Winnipeg Free Press reviews Prismatic Publics, The Inquisition Yours
Prismatic Publics: Innovative Canadian Women's Poetry and Poetics (Coach House, 407 pages, $30) is the first anthology to exclusively showcase Canadian avant-garde women poets.
This is surprising considering the significant influence of the writers collected here and the four-decade time span in which some of them have been publishing.
Scrupulously co-edited by Heather Milne of Winnipeg and Kate Eichorn of New York, the volume features 15 poets, including such lauded voices as Nicole Brossard, Daphne Marlatt and Gail Scott alongside their emerging contemporaries Sina Queyras, Rita Wong and Catriona Strang.
This is a dense collection that offers a dynamic range of concerns, motivations, influences, constraints and perspectives, from significant women poets in conversation.
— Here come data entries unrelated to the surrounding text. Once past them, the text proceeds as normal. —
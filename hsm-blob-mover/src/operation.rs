/*
 * Copyright Amazon.com, Inc. or its affiliates. All Rights Reserved.
 * SPDX-License-Identifier: Apache-2.0
 */

use std::future::Future;
use std::sync::Arc;

use tokio_util::sync::CancellationToken;

use crate::error::{self, Error};
use crate::path::BlobLocation;
use crate::store::BlobStore;
use crate::types::ProgressListener;

/// Types for archiving a single file
pub mod archive;

/// Types for removing an archived object
pub mod remove;

/// Types for restoring an archived object
pub mod restore;

/// Container for maintaining context required to carry out a single operation/transfer.
#[derive(Debug, Clone)]
pub(crate) struct TransferContext {
    pub(crate) handle: Arc<crate::client::Handle>,
    location: Arc<BlobLocation>,
    cancel: CancellationToken,
    progress: Option<Arc<dyn ProgressListener>>,
}

impl TransferContext {
    pub(crate) fn new(
        handle: Arc<crate::client::Handle>,
        location: BlobLocation,
        cancel: CancellationToken,
        progress: Option<Arc<dyn ProgressListener>>,
    ) -> Self {
        Self {
            handle,
            location: Arc::new(location),
            cancel,
            progress,
        }
    }

    /// The store to use for blob operations
    pub(crate) fn store(&self) -> &dyn BlobStore {
        self.handle.store()
    }

    /// Address of the blob this operation targets
    pub(crate) fn location(&self) -> &BlobLocation {
        &self.location
    }

    pub(crate) fn cancel_token(&self) -> &CancellationToken {
        &self.cancel
    }

    /// Wait for `bytes` of throughput budget
    pub(crate) async fn pace(&self, bytes: u64) -> Result<(), Error> {
        self.handle.pacer().acquire(bytes, &self.cancel).await
    }

    /// Run `fut` unless the operation is cancelled first; the future is dropped on cancellation
    pub(crate) async fn cancellable<T, F>(&self, fut: F) -> Result<T, Error>
    where
        F: Future<Output = Result<T, Error>>,
    {
        tokio::select! {
            biased;
            _ = self.cancel.cancelled() => Err(error::operation_cancelled()),
            result = fut => result,
        }
    }

    pub(crate) fn report_progress(&self, offset: u64, length: u64) {
        if let Some(listener) = &self.progress {
            listener.on_progress(offset, length);
        }
    }
}
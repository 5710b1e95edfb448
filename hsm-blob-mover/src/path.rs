/*
 * Copyright Amazon.com, Inc. or its affiliates. All Rights Reserved.
 * SPDX-License-Identifier: Apache-2.0
 */

use path_clean::PathClean;
use reqwest::Url;
use std::path::Path;

use crate::error::{self, Error};
use crate::Config;

/// Host suffix of the flat blob endpoint
pub const FLAT_SERVICE_SUFFIX: &str = "blob.core.windows.net";

/// Host suffix of the hierarchical-namespace (Data Lake) endpoint
pub const NAMESPACE_SERVICE_SUFFIX: &str = "dfs.core.windows.net";

/// Normalize and join path components into a container-relative blob key.
///
/// Backslashes are treated as separators, empty and `.` segments are dropped and `..`
/// segments are resolved. Keys that would escape the container are rejected. Normalizing an
/// already normalized key returns it unchanged.
pub fn normalize_key<'a, I>(parts: I) -> Result<String, Error>
where
    I: IntoIterator<Item = &'a str>,
{
    let joined = parts
        .into_iter()
        .map(|p| p.replace('\\', "/"))
        .filter(|p| !p.is_empty())
        .collect::<Vec<_>>()
        .join("/");

    // anchor at a virtual root so `..` can never climb above the container
    let anchored = format!("/{joined}");
    let cleaned = Path::new(&anchored).clean();
    let cleaned = cleaned.to_string_lossy().replace('\\', "/");

    let escapes = joined.split('/').try_fold(0usize, |depth, seg| match seg {
        ".." => depth.checked_sub(1),
        "." | "" => Some(depth),
        _ => Some(depth + 1),
    });
    if escapes.is_none() {
        return Err(error::invalid_input(format!(
            "'{joined}' escapes the container root"
        )));
    }

    Ok(cleaned.trim_start_matches('/').to_owned())
}

/// The two protocol views of one blob: the flat blob endpoint and the namespace-aware endpoint.
#[derive(Debug, Clone, PartialEq, Eq)]
pub struct BlobLocation {
    key: String,
    flat_url: Url,
    namespace_url: Url,
}

impl BlobLocation {
    /// The container-relative key (export prefix included)
    pub fn key(&self) -> &str {
        &self.key
    }

    /// Address of the blob on the flat blob endpoint, including the access token
    pub fn flat_url(&self) -> &Url {
        &self.flat_url
    }

    /// Address of the same blob on the namespace-aware endpoint, including the access token
    pub fn namespace_url(&self) -> &Url {
        &self.namespace_url
    }
}

/// Maps filesystem-relative object names to blob addresses for one container and export prefix.
#[derive(Debug, Clone)]
pub struct PathMapper {
    container: String,
    export_prefix: String,
    sas_token: Option<String>,
    flat_base: Url,
    namespace_base: Url,
}

impl PathMapper {
    /// Create a mapper for the container, prefix and endpoints in `config`
    pub fn new(config: &Config) -> Result<Self, Error> {
        let flat_base = match config.flat_endpoint() {
            Some(url) => url.clone(),
            None => account_endpoint(config.account_name(), FLAT_SERVICE_SUFFIX)?,
        };
        let namespace_base = match config.namespace_endpoint() {
            Some(url) => url.clone(),
            None => account_endpoint(config.account_name(), NAMESPACE_SERVICE_SUFFIX)?,
        };
        for base in [&flat_base, &namespace_base] {
            if base.cannot_be_a_base() {
                return Err(error::invalid_input(format!(
                    "endpoint '{base}' cannot carry a path"
                )));
            }
        }

        Ok(Self {
            container: config.container_name().to_owned(),
            export_prefix: normalize_key([config.export_prefix()])?,
            sas_token: config
                .sas_token()
                .map(|t| t.trim_start_matches('?').to_owned())
                .filter(|t| !t.is_empty()),
            flat_base,
            namespace_base,
        })
    }

    /// Normalized export prefix all keys are placed under
    pub fn export_prefix(&self) -> &str {
        &self.export_prefix
    }

    /// Blob key for `object_name`: the export prefix joined with the normalized object name
    pub fn object_key(&self, object_name: &str) -> Result<String, Error> {
        let name = normalize_key([object_name])?;
        if name.is_empty() {
            return Err(error::invalid_input(format!(
                "object name '{object_name}' does not name a file"
            )));
        }
        normalize_key([self.export_prefix.as_str(), name.as_str()])
    }

    /// Resolve `object_name` to both endpoint addresses
    pub fn locate(&self, object_name: &str) -> Result<BlobLocation, Error> {
        let key = self.object_key(object_name)?;
        Ok(BlobLocation {
            flat_url: self.url_for(&self.flat_base, &key)?,
            namespace_url: self.url_for(&self.namespace_base, &key)?,
            key,
        })
    }

    fn url_for(&self, base: &Url, key: &str) -> Result<Url, Error> {
        let mut url = base.clone();
        url.path_segments_mut()
            .map_err(|_| error::invalid_input(format!("endpoint '{base}' cannot carry a path")))?
            .pop_if_empty()
            .push(&self.container)
            .extend(key.split('/'));
        url.set_query(self.sas_token.as_deref());
        Ok(url)
    }
}

/// Ancestor directories of `object_name`, shallowest first.
///
/// `a/b/file.txt` yields `["a", "a/b"]`; a name without separators has no ancestors.
pub fn ancestors(object_name: &str) -> Result<Vec<String>, Error> {
    let name = normalize_key([object_name])?;
    let segments = name.split('/').collect::<Vec<_>>();
    let mut dirs = Vec::with_capacity(segments.len().saturating_sub(1));
    let mut current = String::new();
    for segment in &segments[..segments.len().saturating_sub(1)] {
        if !current.is_empty() {
            current.push('/');
        }
        current.push_str(segment);
        dirs.push(current.clone());
    }
    Ok(dirs)
}

fn account_endpoint(account: &str, suffix: &str) -> Result<Url, Error> {
    Url::parse(&format!("https://{account}.{suffix}"))
        .map_err(|err| error::invalid_input(format!("invalid account name '{account}': {err}")))
}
The interviews or, perhaps more accurately, conversations, are deft, fluid, sincere dialogues, delightful in the ways in which they inform not only the respective poets' work, but their work within the context of their peers.
. . .
A cynic takes on herself in The Inquisition Yours (Coach House, 111 pages, $17), Vancouver-based Jen Currin's third collection.
Written in the 'surrealist lyric,' in this case, an image-based composition of statements/fragments that work against any linear notion of narrative, The Inquisition Yours is clever and playful in its obscure titles and idiosyncratic imagery. But it seems to expend most of its energy dodging its subject rather than querying it. Which could very well be the point.
Many of the poems seem to work simultaneously toward and against an essentialism of identity 'who people really are when we peel ourselves away.' Some of the strongest images are those relating to childhood.